Peccato perché, come si usa dire, i Pumpkins hanno chiuso col botto. Non dal punto di vista discografico, ché le loro ultime opere non sono certo le migliori, ma concertistico. Nello show milanese, devastato dall’acustica malefica del Palavobis, gli Smashing Pumpkins hanno incantato e divertito, mostrando tutti i lati della propria personalità, quasi un riassunto di oltre un decennio di carriera.

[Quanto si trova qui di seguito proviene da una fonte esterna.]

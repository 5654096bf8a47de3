// Copyright 2025 eraflo
//
// Licensed under the Apache License, Version 2.0 (the "License");
// you may not use this file except in compliance with the License.
// You may obtain a copy of the License at
//
//     http://www.apache.org/licenses/LICENSE-2.0
//
// Unless required by applicable law or agreed to in writing, software
// distributed under the License is distributed on an "AS IS" BASIS,
// WITHOUT WARRANTIES OR CONDITIONS OF ANY KIND, either express or implied.
// See the License for the specific language governing permissions and
// limitations under the License.

//! # Weft Core
//!
//! Foundational crate of the Weft task runtime: bit-scan primitives, the
//! spin-based synchronization types shared by every scheduler structure, the
//! clock seam used by the delay wheel, runtime configuration and the error
//! taxonomy.

#![warn(missing_docs)]

pub mod bits;
pub mod clock;
pub mod config;
pub mod error;
pub mod memory;
pub mod sync;

pub use clock::{Clock, ManualClock, MonotonicClock};
pub use config::{MemoryChunkConfig, RuntimeConfig, SizeClass};
pub use error::{fatal, AllocError, ConfigError, SchedulerError};
pub use sync::{AccessLock, Barrier, Fence, FenceMain};
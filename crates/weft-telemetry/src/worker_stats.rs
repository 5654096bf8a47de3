// Copyright 2025 eraflo
//
// Licensed under the Apache License, Version 2.0 (the "License");
// you may not use this file except in compliance with the License.
// You may obtain a copy of the License at
//
//     http://www.apache.org/licenses/LICENSE-2.0
//
// Unless required by applicable law or agreed to in writing, software
// distributed under the License is distributed on an "AS IS" BASIS,
// WITHOUT WARRANTIES OR CONDITIONS OF ANY KIND, either express or implied.
// See the License for the specific language governing permissions and
// limitations under the License.

//! Per-worker phase counters.

use crate::timer::CumulativeTimer;
use serde::Serialize;
use std::fmt;

/// Where a worker thread spent its time.
///
/// `total` spans the whole loop. The phases partition most of it: looking
/// for work, running task bodies, propagating completion to successors,
/// releasing the per-task arena, and yielding after a fruitless fetch.
#[derive(Debug, Clone, Copy, Default, Serialize)]
pub struct WorkerTimers {
    /// Whole lifetime of the worker loop.
    pub total: CumulativeTimer,
    /// Time spent scanning the ready ring, successful or not.
    pub fetching: CumulativeTimer,
    /// Time spent inside task bodies.
    pub executing: CumulativeTimer,
    /// Time spent notifying forward tasks.
    pub dependency: CumulativeTimer,
    /// Time spent handing the thread arena's chunks back.
    pub memory: CumulativeTimer,
    /// Time spent yielding with nothing to run.
    pub idle: CumulativeTimer,
    /// Tasks executed.
    pub tasks_executed: u64,
    /// Fetch attempts that found no runnable task.
    pub fetch_misses: u64,
    /// Arena allocations still live when a task finished.
    pub leaked_allocations: u64,
}

impl WorkerTimers {
    /// Time inside the loop not attributed to any phase.
    pub fn unaccounted(&self) -> std::time::Duration {
        let phases = self.fetching.total()
            + self.executing.total()
            + self.dependency.total()
            + self.memory.total()
            + self.idle.total();
        self.total.total().saturating_sub(phases)
    }

    /// Adds another worker's counters to these.
    pub fn merge(&mut self, other: &Self) {
        self.total.merge(&other.total);
        self.fetching.merge(&other.fetching);
        self.executing.merge(&other.executing);
        self.dependency.merge(&other.dependency);
        self.memory.merge(&other.memory);
        self.idle.merge(&other.idle);
        self.tasks_executed += other.tasks_executed;
        self.fetch_misses += other.fetch_misses;
        self.leaked_allocations += other.leaked_allocations;
    }
}

impl fmt::Display for WorkerTimers {
    fn fmt(&self, f: &mut fmt::Formatter<'_>) -> fmt::Result {
        write!(
            f,
            "total: {}, fetching: {}, executing: {}, dependency: {}, memory: {}, idle: {}, \
             tasks: {}, fetch misses: {}, leaked: {}",
            self.total,
            self.fetching,
            self.executing,
            self.dependency,
            self.memory,
            self.idle,
            self.tasks_executed,
            self.fetch_misses,
            self.leaked_allocations
        )
    }
}

#[cfg(test)]
mod tests {
    use super::*;
    use std::time::Duration;

    #[test]
    fn test_unaccounted_time() {
        let mut timers = WorkerTimers::default();
        timers.total.add(Duration::from_millis(10));
        timers.executing.add(Duration::from_millis(6));
        timers.idle.add(Duration::from_millis(3));
        assert_eq!(timers.unaccounted(), Duration::from_millis(1));
    }

    #[test]
    fn test_merge_sums_counters() {
        let mut a = WorkerTimers {
            tasks_executed: 3,
            ..Default::default()
        };
        let b = WorkerTimers {
            tasks_executed: 4,
            fetch_misses: 2,
            ..Default::default()
        };
        a.merge(&b);
        assert_eq!(a.tasks_executed, 7);
        assert_eq!(a.fetch_misses, 2);
        assert!(a.to_string().contains("tasks: 7"));
    }
}
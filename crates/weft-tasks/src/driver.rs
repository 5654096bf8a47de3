// Copyright 2025 eraflo
//
// Licensed under the Apache License, Version 2.0 (the "License");
// you may not use this file except in compliance with the License.
// You may obtain a copy of the License at
//
//     http://www.apache.org/licenses/LICENSE-2.0
//
// Unless required by applicable law or agreed to in writing, software
// distributed under the License is distributed on an "AS IS" BASIS,
// WITHOUT WARRANTIES OR CONDITIONS OF ANY KIND, either express or implied.
// See the License for the specific language governing permissions and
// limitations under the License.

//! Background service that keeps the delay wheel turning.

use crate::list::TaskList;
use std::sync::atomic::{AtomicBool, Ordering};
use std::sync::Arc;
use std::thread;
use std::time::{Duration, Instant};

/// Calls [`TaskList::rotate_events`] at a fixed period on its own thread.
///
/// Delayed tasks are released no later than one period after they fall due,
/// so the period bounds their lateness.
pub struct RotationDriver {
    scheduler: Arc<TaskList>,
    interval: Duration,
    running: Arc<AtomicBool>,
    handle: Option<thread::JoinHandle<()>>,
}

impl RotationDriver {
    /// Creates a stopped driver.
    pub fn new(scheduler: Arc<TaskList>, interval: Duration) -> Self {
        Self {
            scheduler,
            interval,
            running: Arc::new(AtomicBool::new(false)),
            handle: None,
        }
    }

    /// Starts the rotation thread. Does nothing if it is already running.
    pub fn start(&mut self) -> std::io::Result<()> {
        if self.running.swap(true, Ordering::SeqCst) {
            return Ok(());
        }

        let running = Arc::clone(&self.running);
        let scheduler = Arc::clone(&self.scheduler);
        let interval = self.interval;
        let spawned = thread::Builder::new()
            .name("weft-rotation".to_owned())
            .spawn(move || {
                log::info!("Rotation driver started ({interval:?} period)");
                let mut released = 0usize;
                while running.load(Ordering::Relaxed) {
                    let tick = Instant::now();
                    released += scheduler.rotate_events();

                    let elapsed = tick.elapsed();
                    if elapsed < interval {
                        thread::sleep(interval - elapsed);
                    }
                }
                log::info!("Rotation driver stopped after releasing {released} delayed tasks");
            });

        match spawned {
            Ok(handle) => {
                self.handle = Some(handle);
                Ok(())
            }
            Err(err) => {
                self.running.store(false, Ordering::SeqCst);
                Err(err)
            }
        }
    }

    /// Stops the rotation thread and waits for it.
    pub fn stop(&mut self) {
        self.running.store(false, Ordering::SeqCst);
        if let Some(handle) = self.handle.take() {
            if handle.join().is_err() {
                log::error!("Rotation driver thread panicked");
            }
        }
    }

    /// Whether the rotation thread is running.
    pub fn is_running(&self) -> bool {
        self.running.load(Ordering::SeqCst)
    }
}

impl Drop for RotationDriver {
    fn drop(&mut self) {
        self.stop();
    }
}
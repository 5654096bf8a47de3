use criterion::{criterion_group, criterion_main, Criterion};
use std::hint::black_box;
use std::sync::Arc;
use weft_data::{GlobalMemory, MemoryChunkSystem, ThreadMemory};

fn bench_arenas(c: &mut Criterion) {
    let system = Arc::new(MemoryChunkSystem::new(
        &"16:256 1024:16".parse().expect("valid chunk config"),
    ));

    let mut group = c.benchmark_group("Arenas");

    group.bench_function("Chunk claim/release", |b| {
        b.iter(|| {
            let chunk = system.alloc(black_box(4096));
            system.free(chunk);
        });
    });

    let mut memory = ThreadMemory::new(Arc::clone(&system), "bench");
    group.bench_function("ThreadMemory alloc/free", |b| {
        b.iter(|| {
            let ptr = memory.alloc(black_box(256), 16);
            unsafe { memory.free(ptr) };
        });
    });

    group.bench_function("ThreadMemory bulk free (64 allocs)", |b| {
        b.iter(|| {
            for _ in 0..64 {
                black_box(memory.alloc(128, 8));
            }
            memory.free_all_chunks();
        });
    });

    let shared = GlobalMemory::new(Arc::clone(&system));
    group.bench_function("GlobalMemory alloc/clone/drop", |b| {
        b.iter(|| {
            let allocation = shared.alloc(black_box(256), 16);
            let owner = allocation.clone();
            drop(allocation);
            black_box(owner);
        });
    });

    group.finish();
}

criterion_group!(benches, bench_arenas);
criterion_main!(benches);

L’inizio è spiazzante: vestito con una tunica bianca, Billy guida la band nel repertorio più sognante del gruppo, quello "sacred" per utilizzare la metafora usata nel nome della tournée, con certe digressioni progressive che non t’aspetti. Ottimo l’apporto del tastierista Mike Garson, già nella band di David Bowie (nella line up del gruppo, per la cronaca, è tornato il batterista Jimmy Chamberlin ed è presente un secondo tastierista).

Dopo un breve intervallo, indossata una tunica nera, Corgan mostra il suo lato "profane", quello più perverso, da rocker incallito che ha fatto impazzire la platea riempiendo l’aria di suoni allucinati e ultradistorti. Boato colossale per Tonight Tonight, accolti con minor entuasiasmo sono i brani tratti da Machina II – The Friends And Enemies Of Modern Music, disco-fantasma su vinile distribuito in solo 25 copie che sta facendo il giro dei masterizzatori dei fan del gruppo. Resta una grandissima canzone, ma non mi è sembrata riuscita la versione travolta di Bullet With Butterfly Wings.

Sembrano rilassati, i Pumpkins. Paiono divertirsi. È come se Corgan si stesse liberando da un peso – il gruppo – cominciando a rimpiangerlo prima ancora di avere pronunciato la parola addio. Quando aggiungono eccesso all’eccesso dei suoni, come accaduto in Heavy Metal Machine, i Pumpkins mostrano il proprio lato più giocosamente kitsch. Quando, tutti schierati alle chitarre acustiche, compreso il batterista, offrono una versione vagamente country di 1979, fanno capire di avere dei legami anche con la tradizione americana, bagaglio soprattutto del chitarrista James Iha.

Inclassificabile l’apporto della bassista Melissa Auf Der Maur: qualcuno ha sentito distintamente il suono del suo strumento nel caos prodotto dalla band?